● Directions for this task:
Lines from the line with "use crate::db::Row;" to the line with "one after another." in the entries below, and only those, must be output exactly, with both ends included.

Stored data entries:
• • •

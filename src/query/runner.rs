//! File-based query runner: executes every SQL file and reports on the console.

use std::path::Path;

use tracing::debug;

use crate::connection::ConnectionProvider;
use crate::db::Row;
use crate::error::Result;
use crate::query::{discover_sql_files, QueryExecutor, QueryUnit, UnitOutcome};
use crate::report::{BatchEvent, BatchMode, BatchSummary, Reporter};

/// Runs a directory of SQL files one after another.
pub struct QueryRunner<'a> {
    executor: QueryExecutor<'a>,
    sample_rows: usize,
}

impl<'a> QueryRunner<'a> {
    /// Creates a runner printing up to `sample_rows` rows per result.
    pub fn new(provider: &'a ConnectionProvider, sample_rows: usize) -> Self {
        Self {
            executor: QueryExecutor::new(provider),
            sample_rows,
        }
    }

    /// Executes every `.sql` file in `sql_dir` in file-name order.
    ///
    /// A file that cannot be read aborts the batch with an error. Connection
    /// and query failures only mark that file as failed.
    pub async fn run_all(&self, sql_dir: &Path, reporter: &mut dyn Reporter) -> Result<BatchSummary> {
        let files = discover_sql_files(sql_dir).await?;
        reporter.report(BatchEvent::BatchStarted {
            mode: BatchMode::Run,
            directory: sql_dir.to_path_buf(),
            unit_count: files.len(),
        });

        let mut summary = BatchSummary::default();

        for path in files {
            let unit = QueryUnit::load(&path).await?;
            reporter.report(BatchEvent::UnitStarted {
                mode: BatchMode::Run,
                file: unit.file_name.clone(),
            });

            let outcome = self.executor.execute(&unit, reporter).await;
            summary.processed += 1;

            match outcome {
                UnitOutcome::Rows(result) => {
                    debug!(file = %unit.file_name, "Query took {:?}", result.execution_time);
                    summary.succeeded += 1;
                    reporter.report(BatchEvent::RowsReturned {
                        file: unit.file_name.clone(),
                        row_count: result.row_count,
                    });
                    reporter.report(BatchEvent::SampleRows {
                        file: unit.file_name.clone(),
                        rows: result
                            .rows
                            .iter()
                            .take(self.sample_rows)
                            .map(format_sample_row)
                            .collect(),
                    });
                }
                other => {
                    if other.is_failure() {
                        summary.failed += 1;
                    } else {
                        summary.empty += 1;
                    }
                    reporter.report(BatchEvent::NoResults {
                        mode: BatchMode::Run,
                        file: unit.file_name.clone(),
                    });
                }
            }
        }

        reporter.report(BatchEvent::BatchFinished {
            mode: BatchMode::Run,
            summary,
        });
        Ok(summary)
    }
}

/// Formats a row as a parenthesized, comma-separated tuple.
fn format_sample_row(row: &Row) -> String {
    let cells: Vec<String> = row.iter().map(|v| v.to_display_string()).collect();
    format!("({})", cells.join(", "))
}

• • •

● Your solution:
use crate::db::Row;
use crate::error::Result;
use crate::query::{discover_sql_files, QueryExecutor, QueryUnit, UnitOutcome};
use crate::report::{BatchEvent, BatchMode, BatchSummary, Reporter};

/// Runs a directory of SQL files one after another.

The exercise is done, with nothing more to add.